Anemia more frequently and commonly affects women. When men have lost blood due to trauma, they bounce back faster than women do.

These things are tied together. There is a physiological reason why anemia is a women’s disease.

Anemia is, strictly speaking, a decrease in the normal number of red blood cells, or a reduction in the quantity of hemoglobin in those red blood cells.anemia

Hemoglobin is the chemical in red blood cells that allows them to carry oxygen. Without a sufficient quantity of red blood cells or hemoglobin, your body’s ability to carry oxygen where it is needed is compromised. This can occur from a pathological condition, or from trauma.

Obviously women are different from men in that women menstruate throughout their childbearing years, starting at menarche at puberty at around age 11, and continuing through menopause, which occurs on average around age 51.

The amount of blood that is lost during a normal menstrual cycle can vary greatly, so much so that what is normal for one woman can be detrimentally heavy for another. It would be difficult to find a standard across a group of women.

The larger and more prevalent factor affecting women’s propensity for anemia is muscle mass. Women have a smaller muscle mass than men. This directly impacts bone size.

Smaller muscles equal smaller bones. It is in the bones where the cells that actually generate the blood reside. If you have smaller bones, you have fewer of these blood generating or hemopoetic cells, and therefore a smaller capacity to generate blood.

This seemingly minor biological footnote, that men have greater capacity to generate blood than women, has profoundly far reaching affects on human society.
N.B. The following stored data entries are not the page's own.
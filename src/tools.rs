use std::ffi::OsStr;
use std::io;
use std::process::Command;

use log::trace;

/// Captured result of one external tool invocation
#[derive(Debug, Clone, PartialEq, Eq)]
pub struct ToolOutput {
    /// None when the process was terminated without an exit code
    pub exit_code: Option<i32>,
    pub stdout: String,
    pub stderr: String,
}

impl ToolOutput {
    pub fn success(&self) -> bool {
        self.exit_code == Some(0)
    }

    /// stdout and stderr joined, trimmed, for error messages
    pub fn combined(&self) -> String {
        let mut text = self.stdout.trim().to_owned();
        let err = self.stderr.trim();
        if !err.is_empty() {
            if !text.is_empty() {
                text.push('\n');
            }
            text.push_str(err);
        }
        text
    }
}

/// Run `program` to completion and capture its output. Only a failure to
/// launch the process is an error; a non-zero exit is reported in the output.
pub fn run_tool<I, S>(program: &str, args: I) -> io::Result<ToolOutput>
where
    I: IntoIterator<Item = S>,
    S: AsRef<OsStr>,
{
    let mut command = Command::new(program);
    command.args(args);
    trace!("Running: {:?}", command);

    let output = command.output()?;

    Ok(ToolOutput {
        exit_code: output.status.code(),
        stdout: String::from_utf8_lossy(&output.stdout).into_owned(),
        stderr: String::from_utf8_lossy(&output.stderr).into_owned(),
    })
}
use std::fs;
use std::io;
use std::path::Path;

use log::{debug, info};

pub struct Utils {}

impl Utils {
    /// Move one file, creating the destination directory as needed.
    ///
    /// Tries a rename first and falls back to copy-then-delete when the
    /// destination is on another volume. A file already at `to` is never
    /// overwritten; moving a file onto itself is a no-op.
    pub fn move_file(from: &Path, to: &Path) -> io::Result<()> {
        if from == to {
            debug!("'{}' is already in place", from.display());
            return Ok(());
        }

        if let Some(parent) = to.parent() {
            fs::create_dir_all(parent)?;
        }

        if to.exists() {
            return Err(io::Error::new(
                io::ErrorKind::AlreadyExists,
                format!("destination '{}' already exists", to.display()),
            ));
        }

        match fs::rename(from, to) {
            Ok(()) => {}
            Err(rename_err) => {
                debug!(
                    "Rename '{}' -> '{}' failed ({}); copying instead",
                    from.display(),
                    to.display(),
                    rename_err
                );
                if let Err(copy_err) = fs::copy(from, to) {
                    // Don't leave a partial copy behind
                    let _ = fs::remove_file(to);
                    return Err(copy_err);
                }
                fs::remove_file(from)?;
            }
        }

        info!("Moved '{}' -> '{}'", from.display(), to.display());
        Ok(())
    }

    pub fn format_bytes(bytes: u64) -> String {
        const UNITS: [&str; 5] = ["B", "KiB", "MiB", "GiB", "TiB"];
        let mut value = bytes as f64;
        let mut unit = 0;
        while value >= 1024.0 && unit < UNITS.len() - 1 {
            value /= 1024.0;
            unit += 1;
        }
        if unit == 0 {
            format!("{} {}", bytes, UNITS[0])
        } else {
            format!("{:.1} {}", value, UNITS[unit])
        }
    }
}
It forms the sociological basis for men to be the hunters and for women to be the gatherer. Take for example our paleolithic ancestors Og, and his mate Ig.

Og can go out and wrestle with the giant tigers, and have a better chance of rebounding from the injuries he will receive from their claws than his mate Ig would.

Ig will be better able to deal, physiologically speaking, with the thorns of the berry bush that scratch her as she fulfills her role as gatherer in the hunter-gatherer society.

In conclusion, anemia is as much a physiological inheritance of the female of the species as it is any prevalence to pathology.

1 COMMENT

  1. Thanks for the info. The two most important women in my life are anemic: my mom and my wife. I can understand them a little bit more, especially when they’re burned out after their period.